- [Your task]: Pull out every line of the listing below where "crate" appears.

- [Dataset]:
//! Application State
//!
//! 包含所有 Command Handlers 的应用状态，请求之间不共享可变数据

use std::sync::Arc;

use crate::application::{
    // Command handlers
    AnalyzeStyleHandler, ArticlePipeline, GenerateArticleHandler, GenerateHandwritingHandler,
    RunWorkflowHandler,
    // Settings
    GenerationSettings, HandwritingSettings,
    // Ports
    CompletionEnginePort, HandwritingRendererPort,
};
use crate::domain::style::{StyleAnalyzer, StyleThresholds};

/// 应用状态
pub struct AppState {
    // ========== Ports ==========
    pub completion_engine: Arc<dyn CompletionEnginePort>,
    pub handwriting_renderer: Arc<dyn HandwritingRendererPort>,

    // ========== Command Handlers ==========
    pub analyze_style_handler: AnalyzeStyleHandler,
    pub generate_article_handler: GenerateArticleHandler,
    pub generate_handwriting_handler: GenerateHandwritingHandler,
    pub run_workflow_handler: RunWorkflowHandler,
}

impl AppState {
    /// 创建应用状态
    ///
    /// `placeholder_renderer` 用于手写服务失败时的降级渲染
    pub fn new(
        completion_engine: Arc<dyn CompletionEnginePort>,
        handwriting_renderer: Arc<dyn HandwritingRendererPort>,
        placeholder_renderer: Arc<dyn HandwritingRendererPort>,
        style_thresholds: StyleThresholds,
        generation_settings: GenerationSettings,
        handwriting_settings: HandwritingSettings,
        line_length: usize,
    ) -> Self {
        let analyze_style_handler = AnalyzeStyleHandler::new(StyleAnalyzer::new(style_thresholds));
        let generate_article_handler = GenerateArticleHandler::new(
            analyze_style_handler.clone(),
            ArticlePipeline::new(completion_engine.clone(), generation_settings),
        );
        let generate_handwriting_handler = GenerateHandwritingHandler::new(
            handwriting_renderer.clone(),
            placeholder_renderer,
            handwriting_settings,
        );
        let run_workflow_handler = RunWorkflowHandler::new(
            generate_article_handler.clone(),
            generate_handwriting_handler.clone(),
            line_length,
        );

        Self {
            // Ports
            completion_engine,
            handwriting_renderer,

            // Command handlers
            analyze_style_handler,
            generate_article_handler,
            generate_handwriting_handler,
            run_workflow_handler,
        }
    }
}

- [Task answer]:
use crate::application::{
use crate::domain::style::{StyleAnalyzer, StyleThresholds};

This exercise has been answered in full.